Following is an overview of the private collections insurance landscape, broken down by class.
I. Fine Art
Fine art is one of the broadest classes of collectibles, encompassing everything from traditional oil paintings to shrunken heads.
Whether a collector buys for aesthetic or investment purposes, the loss of art-through partial damage or total destruction-requires time, money, and planning for conservation or replacement. Proper insurance, updated appraisals, and thorough risk management make the foundation of a thorough art/asset protection plan. Independent insurance agents or brokers can point you to the best-in-class providers.
Look for a policy that includes:
- Worldwide protection. Coverage should apply to fine art in global locations as well as during transportation.
- Immediate coverage for new acquisitions. Many specialty carriers offer between 60 and 90 days to notify the broker of a purchase.
- Care, custody, and control coverage. This provides coverage if the collector takes an art object on loan to determine whether he or she will commit to purchase.
- Coverage for catastrophic events such as windstorms, flooding, fires, and earthquakes. These coverages may be subject to a special peril-specific deductible.

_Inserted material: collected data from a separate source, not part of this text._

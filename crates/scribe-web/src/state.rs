use scribe_core::Extractor;

/// Shared application state accessible from all handlers.
///
/// The extractor is immutable after startup; each request owns its own
/// document.
#[derive(Debug)]
pub struct AppState {
    pub extractor: Extractor,
    pub max_upload_bytes: usize,
}

impl AppState {
    pub fn new(extractor: Extractor, max_upload_bytes: usize) -> Self {
        Self {
            extractor,
            max_upload_bytes,
        }
    }

    /// Upload limit in whole MiB, for messages.
    pub fn max_upload_mb(&self) -> usize {
        self.max_upload_bytes.div_ceil(1024 * 1024)
    }
}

- Collections as collateral. Some collectors use art as a loan guarantee. In that case the lending institution will request to be added as an "additional named insured" or "loss payee" to the insurance policy.
Tips for Your Clients
Sound insurance protection is a large part of the equation, but other steps can be taken to preserve the long-term value of fine art. Share the following considerations with your affluent clientele:
Follow the numbers
The art market rebounded in 2010 with strong sales across the market-from African tribal sculpture to Chinese antiquities and first-edition books. To keep up with the upswing, obtain new appraisals for items purchased more than three years ago. Many modern and contemporary art values have gone up significantly within the past year alone. Collectors can research auction results for their artists through numerous online compilations of records. If similar works are selling for more or less than the current insured value, it is time for an updated appraisal. Professional assistance is available from associations such as the American Association of Appraisers or American Society of Appraisers.
Get it in writing
For a long time, art deals were transacted on a handshake. In an increasingly litigious world, your clients can protect their interests by having all transactions documented in writing. This includes loan and consignment agreements, value of the art object, an identified party responsible for insurance, and explicit terms of when the title transfers if the art is for sale. In addition, advise your clients to check with the Art Loss Register prior to new purchases to make certain there are no outstanding theft claims on the work they wish to acquire.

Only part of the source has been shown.